International availability

Regulatory status differs by jurisdiction. Each entry below is sourced to the local regulator or pharmacopoeia and dated.

  1. European Union

    Approved drug

    Niagen

    Authorized as a Novel Food under Regulation (EU) 2015/2283 in 2020 for use in food supplements; not authorized as a medicine.

    EU Union List of Novel FoodsVerified May 7, 2026

  2. United Kingdom

    Approved drug

    Authorized as a Novel Food under UK retained EU law for use in food supplements.

    Verified May 7, 2026

  3. Australia (TGA)

    Approved drug

    Permitted as a complementary-medicine ingredient under TGA's listed-medicines framework when used at compliant doses.

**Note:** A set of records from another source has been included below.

//! The extract module asks the extraction model for the events contained in crawled text.

use log::{error, info};

use crate::chat::{ChatContext, send_prompt};
use crate::constants::MAX_EXTRACTION_CHARS;
use crate::event::Event;
use crate::response::parse_events_response;

/// Extracts events from crawled page text.
///
/// The text is cut to [`MAX_EXTRACTION_CHARS`] characters before it is sent. The
/// model behind `ctx` is expected to carry the extraction system prompt and a low
/// temperature. A failed request is logged and yields no events.
///
/// # Arguments
///
/// * `ctx` - Context containing the extraction model and rate limiter
/// * `page_text` - Combined text of the crawled pages
/// * `source_url` - The seed URL the text was crawled from
pub async fn extract_events(
    ctx: &ChatContext<'_>,
    page_text: &str,
    source_url: &str,
) -> Vec<Event> {
    let page_text = truncate_chars(page_text, MAX_EXTRACTION_CHARS);
    let prompt = format!("Extract all events from this HTML:\n\n{page_text}");

    match send_prompt(ctx, prompt).await {
        Ok(response) => parse_events_response(&response, source_url),
        Err(err) => {
            error!("Event extraction for {source_url} failed: {err:#}");
            Vec::new()
        }
    }
}

/// Returns at most the first `max_chars` characters of `text`.
fn truncate_chars(text: &str, max_chars: usize) -> &str {
    match text.char_indices().nth(max_chars) {
        Some((end, _)) => {
            info!("Truncated content to {max_chars} characters");
            text.get(..end).unwrap_or(text)
        }
        None => text,
    }
}
//! The storage module provides database operations for storing and retrieving
//! extracted events using SQLite.

use anyhow::{Context, Result};
use chrono::NaiveDate;
use log::{error, info};
use rusqlite::{Connection, OptionalExtension, Transaction, params};
use std::convert::TryFrom;
use std::sync::{Arc, Mutex, MutexGuard};

use crate::event::Event;

const DATE_FORMAT: &str = "%Y-%m-%d";

/// Storage provides database operations for storing and retrieving events.
pub struct Storage {
    /// The underlying SQLite connection wrapped in Arc<Mutex<>> to make it thread-safe
    conn: Arc<Mutex<Connection>>,
}

/// Outcome of a [`Storage::save_events`] call.
#[derive(Debug, Clone, Copy, PartialEq, Eq, Default)]
pub struct SaveReport {
    /// Events written as new rows
    pub inserted: usize,
    /// Events skipped because an event with the same title and source URL exists
    pub duplicates: usize,
}

impl Storage {
    /// Creates a new Storage instance with a database at the specified path.
    ///
    /// # Arguments
    ///
    /// * `database_path` - Path where the database file should be created or opened,
    ///   `:memory:` opens a private in-memory database
    ///
    /// # Errors
    ///
    /// Returns an error if the database cannot be opened or the schema cannot be created
    pub fn new(database_path: &str) -> Result<Self> {
        let conn = Connection::open(database_path)
            .with_context(|| format!("Unable to open database {database_path}"))?;

        Self::init_schema(&conn)?;

        Ok(Self {
            conn: Arc::new(Mutex::new(conn)),
        })
    }

    /// Initializes the database schema with the events table if it doesn't exist.
    fn init_schema(conn: &Connection) -> Result<()> {
        conn.execute_batch(
            "CREATE TABLE IF NOT EXISTS events (
                id INTEGER PRIMARY KEY AUTOINCREMENT,
                title TEXT NOT NULL,
                date TEXT NULL,
                location TEXT NULL,
                source_url TEXT NULL
            );
            CREATE INDEX IF NOT EXISTS events_title_source_url ON events (title, source_url);",
        )?;

        Ok(())
    }

    fn connection(&self) -> Result<MutexGuard<'_, Connection>> {
        self.conn
            .lock()
            .map_err(|_| anyhow::anyhow!("Storage mutex poisoned"))
    }

    /// Saves events, skipping those whose title and source URL are already stored.
    ///
    /// The duplicate check and all inserts run in a single transaction while the
    /// connection lock is held, so either every new event is stored or none is.
    ///
    /// # Arguments
    ///
    /// * `events` - The events to store
    ///
    /// # Returns
    ///
    /// Returns how many events were inserted and how many were duplicates
    ///
    /// # Errors
    ///
    /// Returns an error if any database operation fails; the transaction is rolled back
    pub fn save_events(&self, events: &[Event]) -> Result<SaveReport> {
        let mut conn = self.connection()?;
        let tx = conn.transaction()?;

        match insert_new_events(&tx, events) {
            Ok(report) => {
                tx.commit()?;
                info!(
                    "Saved {} events, skipped {} duplicates",
                    report.inserted, report.duplicates
                );
                Ok(report)
            }
            Err(err) => {
                if let Err(rollback_err) = tx.rollback() {
                    error!("Error rolling back event batch: {rollback_err}");
                }
                error!("Error saving events: {err:#}");
                Err(err)
            }
        }
    }

    /// Returns all stored events ordered by date.
    ///
    /// Events without a date come last; ties are kept in insertion order.
    ///
    /// # Errors
    ///
    /// Returns an error if database operation fails or a stored row is invalid
    pub fn load_events(&self) -> Result<Vec<Event>> {
        let conn = self.connection()?;
        let mut stmt = conn.prepare(
            "SELECT id, title, date, location, source_url FROM events
             ORDER BY date IS NULL, date ASC, id ASC",
        )?;
        let rows: Result<Vec<EventRow>, rusqlite::Error> = stmt
            .query_map([], |row| {
                Ok(EventRow {
                    id: row.get(0)?,
                    title: row.get(1)?,
                    date: row.get(2)?,
                    location: row.get(3)?,
                    source_url: row.get(4)?,
                })
            })?
            .collect();

        let events = rows?
            .into_iter()
            .map(Event::try_from)
            .collect::<Result<Vec<_>>>()?;
        info!("Loaded {} events from database", events.len());

        Ok(events)
    }

    /// Returns the number of stored events.
    ///
    /// # Errors
    ///
    /// Returns an error if database operation fails
    pub fn count_events(&self) -> Result<usize> {
        let conn = self.connection()?;
        let count: i64 = conn.query_row("SELECT COUNT(*) FROM events", [], |row| row.get(0))?;

        Ok(usize::try_from(count)?)
    }

    /// Deletes all events. This cannot be undone.
    ///
    /// # Returns
    ///
    /// Returns the number of deleted events
    ///
    /// # Errors
    ///
    /// Returns an error if database operation fails
    pub fn clear_events(&self) -> Result<usize> {
        let conn = self.connection()?;
        let deleted_count = conn.execute("DELETE FROM events", [])?;
        info!("Deleted {deleted_count} events from database");

        Ok(deleted_count)
    }
}

fn insert_new_events(tx: &Transaction<'_>, events: &[Event]) -> Result<SaveReport> {
    let mut report = SaveReport::default();

    for event in events {
        let existing: Option<i64> = tx
            .query_row(
                "SELECT id FROM events WHERE title = ?1 AND source_url = ?2 LIMIT 1",
                params![event.title(), event.source_url()],
                |row| row.get(0),
            )
            .optional()?;

        if existing.is_some() {
            report.duplicates += 1;
            continue;
        }

        tx.execute(
            "INSERT INTO events (title, date, location, source_url) VALUES (?1, ?2, ?3, ?4)",
            params![
                event.title(),
                event
                    .date()
                    .map(|date| date.format(DATE_FORMAT).to_string()),
                event.location(),
                event.source_url(),
            ],
        )
        .with_context(|| format!("Unable to insert event '{}'", event.title()))?;
        report.inserted += 1;
    }

    Ok(report)
}

/// Represents an event stored in the database
#[derive(Debug)]
pub struct EventRow {
    pub id: i64,
    pub title: String,
    pub date: Option<String>,
    pub location: Option<String>,
    pub source_url: Option<String>,
}

impl TryFrom<EventRow> for Event {
    type Error = anyhow::Error;

    fn try_from(row: EventRow) -> Result<Self> {
        let date = row
            .date
            .as_deref()
            .map(|date| NaiveDate::parse_from_str(date, DATE_FORMAT))
            .transpose()
            .with_context(|| format!("Unable to read date of event {}", row.id))?;

        Ok(Event::new(
            &row.title,
            date,
            row.location.as_deref(),
            row.source_url.as_deref().unwrap_or_default(),
        )?
        .with_id(row.id))
    }
}

#[cfg(test)]
#[allow(clippy::indexing_slicing)]
mod tests {
    use super::*;
    use spectral::prelude::*;

    fn storage() -> Storage {
        Storage::new(":memory:").expect("in-memory database")
    }

    fn event(title: &str, date: Option<(i32, u32, u32)>, source_url: &str) -> Event {
        let date = date.and_then(|(y, m, d)| NaiveDate::from_ymd_opt(y, m, d));
        Event::new(title, date, Some("Marktplatz"), source_url).expect("valid event")
    }

    #[test]
    fn saved_events_are_loaded_back() {
        let storage = storage();
        let report = storage
            .save_events(&[event("Stadtfest", Some((2025, 6, 1)), "https://a.de")])
            .expect("saved");

        assert_that(&report).is_equal_to(SaveReport {
            inserted: 1,
            duplicates: 0,
        });

        let events = storage.load_events().expect("loaded");
        assert_that(&events).has_length(1);
        assert_that(&events[0].title()).is_equal_to("Stadtfest");
        assert_that(&events[0].date()).is_equal_to(NaiveDate::from_ymd_opt(2025, 6, 1));
        assert_that(&events[0].location()).is_equal_to("Marktplatz");
        assert_that(&events[0].id()).is_some();
    }

    #[test]
    fn duplicates_across_calls_are_skipped() {
        let storage = storage();
        let first = event("Konzert", None, "https://a.de");

        storage.save_events(&[first.clone()]).expect("first save");
        let report = storage.save_events(&[first]).expect("second save");

        assert_that(&report.duplicates).is_equal_to(1);
        assert_that(&storage.count_events().expect("count")).is_equal_to(1);
    }

    #[test]
    fn duplicates_within_a_batch_are_skipped() {
        let storage = storage();
        let report = storage
            .save_events(&[
                event("Konzert", None, "https://a.de"),
                event("Konzert", Some((2025, 1, 1)), "https://a.de"),
                event("Konzert", None, "https://b.de"),
            ])
            .expect("saved");

        assert_that(&report).is_equal_to(SaveReport {
            inserted: 2,
            duplicates: 1,
        });
    }

    #[test]
    fn events_are_ordered_by_date_with_undated_last() {
        let storage = storage();
        storage
            .save_events(&[
                event("Ohne Datum", None, "https://a.de"),
                event("Silvester", Some((2025, 12, 31)), "https://a.de"),
                event("Neujahr", Some((2025, 1, 1)), "https://a.de"),
            ])
            .expect("saved");

        let titles: Vec<String> = storage
            .load_events()
            .expect("loaded")
            .iter()
            .map(|event| event.title().to_owned())
            .collect();
        assert_that(&titles).is_equal_to(vec![
            "Neujahr".to_owned(),
            "Silvester".to_owned(),
            "Ohne Datum".to_owned(),
        ]);
    }

    #[test]
    fn failing_insert_rolls_back_whole_batch() {
        let storage = storage();
        storage
            .connection()
            .expect("connection")
            .execute_batch(
                "CREATE TRIGGER reject_poison BEFORE INSERT ON events
                 WHEN NEW.title = 'Poison'
                 BEGIN SELECT RAISE(ABORT, 'rejected'); END;",
            )
            .expect("trigger");

        let result = storage.save_events(&[
            event("Erstes", None, "https://a.de"),
            event("Poison", None, "https://a.de"),
        ]);

        assert_that(&result.is_err()).is_true();
        assert_that(&storage.count_events().expect("count")).is_equal_to(0);
    }

    #[test]
    fn clear_removes_everything() {
        let storage = storage();
        storage
            .save_events(&[
                event("A", None, "https://a.de"),
                event("B", None, "https://a.de"),
            ])
            .expect("saved");

        assert_that(&storage.clear_events().expect("cleared")).is_equal_to(2);
        assert_that(&storage.load_events().expect("loaded")).is_empty();
    }
}
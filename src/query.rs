//! The query module answers natural-language questions about stored events.

use anyhow::Result;
use log::info;

use crate::chat::{ChatContext, send_prompt};
use crate::constants::NO_EVENTS_REPLY;
use crate::event::Event;

/// Renders events as one line each, as handed to the assistant model.
pub fn render_events(events: &[Event]) -> String {
    events
        .iter()
        .map(|event| {
            let date = event
                .date()
                .map_or_else(|| "Date unknown".to_owned(), |date| date.format("%d.%m.%Y").to_string());
            format!(
                "- {} on {date} in {} (Link: {})",
                event.title(),
                event.location(),
                event.source_url()
            )
        })
        .collect::<Vec<_>>()
        .join("\n")
}

/// Answers `question` about `events` using the assistant model.
///
/// Without events no request is sent and [`NO_EVENTS_REPLY`] is returned. The
/// model's answer is returned unmodified.
///
/// # Arguments
///
/// * `ctx` - Context containing the assistant model and rate limiter
/// * `question` - The user's question
/// * `events` - Stored events the answer should be based on
///
/// # Errors
///
/// Returns an error if the LLM chat operation fails
pub async fn answer_query(
    ctx: &ChatContext<'_>,
    question: &str,
    events: &[Event],
) -> Result<String> {
    if events.is_empty() {
        info!("No events stored, skipping assistant request");
        return Ok(NO_EVENTS_REPLY.to_owned());
    }

    let prompt = format!("Question: {question}\n\nEvents:\n{}", render_events(events));

    send_prompt(ctx, prompt).await
}
//! The chat module holds the plumbing shared by every LLM request: building a
//! provider from a model URL and sending single-turn prompts under a rate limit.

use anyhow::{Context, Result};
use llm::builder::{LLMBackend, LLMBuilder};
use llm::chat::{ChatMessage, ChatProvider};
use log::{debug, info};
use rate_guard::{RateLimit, StdTokenBucket, TokenBucketBuilder};
use std::str::FromStr;
use std::time::Duration;
use url::Url;

use crate::constants::MODEL_API_KEY_ENV_NAME;

/// Shared data for requests sent to one LLM provider.
pub struct ChatContext<'a> {
    /// LLM model to send prompts to
    pub model: &'a dyn ChatProvider,
    /// Rate limiter for controlling request frequency
    pub rate_limiter: Option<&'a StdTokenBucket>,
}

/// Creates an LLM builder from a model URL such as `openai://gpt-4o-mini`.
///
/// The scheme selects the backend, the host (plus an optional user part, joined
/// with `:`) names the model. The API key is read from
/// [`MODEL_API_KEY_ENV_NAME`] when set.
///
/// # Errors
///
/// Returns an error if the URL is invalid, names an unknown backend or has no model.
pub fn model_builder(model: &str) -> Result<LLMBuilder> {
    let model_url = Url::parse(model).map_err(|e| anyhow::anyhow!("Invalid model URL: {}", e))?;
    let llm_builder = LLMBuilder::new()
        .backend(
            LLMBackend::from_str(model_url.scheme())
                .map_err(|e| anyhow::anyhow!("Invalid LLM backend: {}", e))?,
        )
        .model(
            [
                model_url
                    .host_str()
                    .context("Specify model name as host URL.")?,
                model_url.username(),
            ]
            .iter()
            .filter(|x| !x.is_empty())
            .cloned()
            .collect::<Vec<_>>()
            .join(":"),
        );

    Ok(match std::env::var(MODEL_API_KEY_ENV_NAME) {
        Ok(model_key) => {
            info!("API key is provided via {MODEL_API_KEY_ENV_NAME}");
            llm_builder.api_key(model_key)
        }
        Err(err) => {
            info!("{err} while providing api key");
            llm_builder
        }
    })
}

/// Builds a token bucket allowing `rpm` requests per minute.
pub fn rate_limiter(rpm: u32) -> Option<StdTokenBucket> {
    let capacity = u64::from(rpm.max(1));
    let refill_interval = Duration::from_secs_f64(60.0 / capacity as f64);

    TokenBucketBuilder::builder()
        .capacity(capacity)
        .refill_amount(1_u64)
        .refill_every(refill_interval)
        .with_time(rate_guard::StdTimeSource::new())
        .with_precision::<rate_guard::Nanos>()
        .build()
        .ok()
}

/// Sends `prompt` as a single user turn and returns the raw response text.
///
/// # Errors
///
/// Returns an error if the LLM chat operation fails.
pub async fn send_prompt(ctx: &ChatContext<'_>, prompt: String) -> Result<String> {
    let messages = vec![ChatMessage::user().content(prompt).build()];

    if let Some(limiter) = ctx.rate_limiter {
        loop {
            match limiter.try_acquire(1) {
                Ok(()) => break,
                Err(_) => {
                    tokio::time::sleep(Duration::from_millis(100)).await;
                }
            }
        }
    }

    let text = ctx
        .model
        .chat(&messages)
        .await
        .map_err(|err| anyhow::anyhow!("LLM error: {err}."))?
        .to_string();
    debug!("LLM answered with {} characters", text.chars().count());

    Ok(text)
}
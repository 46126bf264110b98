//! The response module turns the extractor model's block-formatted answer into events.
//!
//! Expected shape, repeated once per event:
//!
//! ```text
//! EVENT_START
//! TITEL: <title>
//! DATUM: <dd.mm.yyyy | dd.mm.yyyy-dd.mm.yyyy | unbekannt>
//! ORT: <location | unbekannt>
//! EVENT_END
//! ```
//!
//! Parsing is best effort: malformed blocks are dropped and never fail the whole answer.

use chrono::NaiveDate;
use log::{debug, warn};
use once_cell::sync::Lazy;
use regex::Regex;

use crate::constants::THINK_STRIPPER;
use crate::event::{Event, is_unknown};

const BLOCK_START: &str = "EVENT_START";
const BLOCK_END: &str = "EVENT_END";
const TITLE_LABEL: &str = "TITEL:";
const DATE_LABEL: &str = "DATUM:";
const LOCATION_LABEL: &str = "ORT:";

static THINK_STRIPPER_REGEX: Lazy<Regex> =
    Lazy::new(|| Regex::new(THINK_STRIPPER).expect("Failed to compile THINK_STRIPPER regex"));

static FULL_YEAR_DATE_REGEX: Lazy<Regex> = Lazy::new(|| {
    Regex::new(r"^(\d{1,2})\.(\d{1,2})\.(\d{4})$").expect("Failed to compile full year date regex")
});

static SHORT_YEAR_DATE_REGEX: Lazy<Regex> = Lazy::new(|| {
    Regex::new(r"^(\d{1,2})\.(\d{1,2})\.(\d{2})$").expect("Failed to compile short year date regex")
});

/// Parses every well-formed event block of `text`.
///
/// Blocks without an `EVENT_END` marker or without a non-empty `TITEL:` line are
/// skipped. Every event gets `source_url` as its source.
pub fn parse_events_response(text: &str, source_url: &str) -> Vec<Event> {
    let text = THINK_STRIPPER_REGEX.replace_all(text, "");

    text.split(BLOCK_START)
        .filter_map(|chunk| chunk.split_once(BLOCK_END).map(|(block, _)| block))
        .filter_map(|block| parse_block(block, source_url))
        .collect()
}

fn parse_block(block: &str, source_url: &str) -> Option<Event> {
    let title = field_value(block, TITLE_LABEL)?;
    let date = field_value(block, DATE_LABEL).and_then(parse_event_date);
    let location = field_value(block, LOCATION_LABEL);

    match Event::new(title, date, location, source_url) {
        Ok(event) => Some(event),
        Err(error) => {
            debug!("Dropping event block from {source_url}: {error}");
            None
        }
    }
}

/// Value of the first line in `block` starting with `label`.
fn field_value<'a>(block: &'a str, label: &str) -> Option<&'a str> {
    block
        .lines()
        .find_map(|line| line.trim().strip_prefix(label))
        .map(str::trim)
}

/// Parses the `DATUM:` value of an event block.
///
/// Only the start of a date range is kept. Both `dd.mm.yyyy` and `dd.mm.yy` are
/// accepted; two-digit years 00-68 map to 20xx and 69-99 to 19xx. Anything else
/// yields `None` with a warning.
pub fn parse_event_date(value: &str) -> Option<NaiveDate> {
    let value = value.trim();
    if value.is_empty() || is_unknown(value) {
        return None;
    }

    let value = match value.split_once('-') {
        Some((start, _)) if value.contains('.') => start.trim(),
        _ => value,
    };

    let parsed = parse_with(&FULL_YEAR_DATE_REGEX, value, Some)
        .or_else(|| parse_with(&SHORT_YEAR_DATE_REGEX, value, expand_short_year));

    if parsed.is_none() {
        warn!("Could not parse date: {value}");
    }

    parsed
}

fn parse_with(
    regex: &Regex,
    value: &str,
    year_of: impl Fn(i32) -> Option<i32>,
) -> Option<NaiveDate> {
    let captures = regex.captures(value)?;
    let number = |group: usize| captures.get(group)?.as_str().parse::<u32>().ok();

    let day = number(1)?;
    let month = number(2)?;
    let year = year_of(i32::try_from(number(3)?).ok()?)?;

    NaiveDate::from_ymd_opt(year, month, day)
}

fn expand_short_year(year: i32) -> Option<i32> {
    match year {
        0..=68 => Some(2000 + year),
        69..=99 => Some(1900 + year),
        _ => None,
    }
}
//! Source generation
//!
//! Renders entries as Rust source built from the `stowfs` runtime types:
//!
//! - **filesystem mode**: one `LazyLock<Fs>` static listing every entry
//! - **per-file mode**: one `File` static per embedded file
//!
//! Output is deterministic: entries are emitted in virtual path order and
//! nothing depends on the walk order or the time of generation.

use std::path::Path;

use stowfs::{File, SCHEMA_VERSION};

use crate::fileset::FileSet;

/// What to name things in a generated unit.
#[derive(Debug, Clone, Default, PartialEq, Eq)]
pub struct GenerateOptions {
    /// Module the unit is written into; only used in the header comment
    pub package: String,

    /// Path of the runtime crate; empty means `File`/`Fs` are already in scope
    pub import: String,

    /// Static name (filesystem mode) or name prefix (per-file mode)
    pub var: String,
}

/// Render the whole set as one filesystem static.
///
/// An empty `var` is treated like an empty name and falls back to the
/// identifier rules of [`identifier`].
pub fn render_fs(set: &FileSet, options: &GenerateOptions) -> String {
    let var = if options.var.is_empty() {
        identifier("")
    } else {
        options.var.clone()
    };

    let mut out = header(options, &["File", "Fs"], true);
    out.push_str("#[allow(non_upper_case_globals)]\n");
    out.push_str(&format!(
        "pub static {var}: LazyLock<Fs> = LazyLock::new(|| {{\n"
    ));
    out.push_str("    Fs::new(vec![\n");
    for (_, file) in set.sorted() {
        out.push_str("        ");
        out.push_str(&entry_literal(file));
        out.push_str(",\n");
    }
    out.push_str("    ])\n");
    out.push_str("});\n");
    out
}

/// Render one file as a standalone static named `<var><Identifier>`.
pub fn render_file(file: &File, options: &GenerateOptions) -> String {
    let mut out = header(options, &["File"], false);
    out.push_str("#[allow(non_upper_case_globals)]\n");
    out.push_str(&format!(
        "pub static {}{}: File = {};\n",
        options.var,
        identifier(file.name()),
        entry_literal(file)
    ));
    out
}

/// The literal that rebuilds `file` at run time.
pub fn entry_literal(file: &File) -> String {
    let path = string_literal(file.path());
    let name = string_literal(file.name());
    let mod_time = file.mod_time_secs();

    if file.is_dir() {
        return format!("File::dir({path}, {name}, {mod_time})");
    }
    match file.payload() {
        Some(payload) if file.size() > 0 => format!(
            "File::file({path}, {name}, {mod_time}, {}, r\"{payload}\")",
            file.size()
        ),
        _ => format!("File::empty({path}, {name}, {mod_time})"),
    }
}

/// Turn a file name into a type-style identifier.
///
/// Runs of anything but ASCII letters act as word breaks and are dropped; the
/// letter after a break and the first letter are capitalised. A break with no
/// letter after it survives as `_`. Names without letters become `Embedded`.
///
/// `logo.png` → `LogoPng`, `app-v2_final.js` → `AppVFinalJs`.
pub fn identifier(name: &str) -> String {
    let mut out = String::with_capacity(name.len());
    let mut at_break = false;
    for c in name.chars() {
        if c.is_ascii_alphabetic() {
            if at_break || out.is_empty() {
                out.push(c.to_ascii_uppercase());
            } else {
                out.push(c);
            }
            at_break = false;
        } else {
            at_break = true;
        }
    }

    if out.is_empty() {
        return "Embedded".to_string();
    }
    if at_break {
        out.push('_');
    }
    if out == "Self" {
        out.push('_');
    }
    out
}

/// Identifier for a filesystem static written to `out`, from its file stem.
pub fn var_name(out: &Path) -> String {
    let stem = out
        .file_stem()
        .map(|s| s.to_string_lossy().into_owned())
        .unwrap_or_default();
    identifier(&stem)
}

/// Name of the directory `out` is written into.
pub fn package_name(out: &Path) -> String {
    let absolute = std::path::absolute(out).unwrap_or_else(|_| out.to_path_buf());
    absolute
        .parent()
        .and_then(Path::file_name)
        .map(|n| n.to_string_lossy().into_owned())
        .unwrap_or_default()
}

fn header(options: &GenerateOptions, types: &[&str], lazy: bool) -> String {
    let mut out = format!(
        "// Code generated by stowfs for module `{}`. DO NOT EDIT.\n\n",
        options.package
    );
    if lazy {
        out.push_str("use std::sync::LazyLock;\n\n");
    }
    if !options.import.is_empty() {
        let names = match types {
            [single] => single.to_string(),
            _ => format!("{{{}}}", types.join(", ")),
        };
        out.push_str(&format!("use {}::{names};\n\n", options.import));
        out.push_str(&format!(
            "const _: () = assert!(\n    {}::SCHEMA_VERSION == {SCHEMA_VERSION},\n    \"generated for stowfs schema version {SCHEMA_VERSION}\"\n);\n\n",
            options.import
        ));
    }
    out
}

/// A Rust string literal for `s`.
fn string_literal(s: &str) -> String {
    format!("{s:?}")
}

    TGA ARTGVerified May 7, 2026

ProPeptideGuide does not facilitate cross-border importation or evade local prescription requirements. This section describes regulatory status for reference; obtaining a prescription medicine requires a lawful local prescription in the relevant jurisdiction.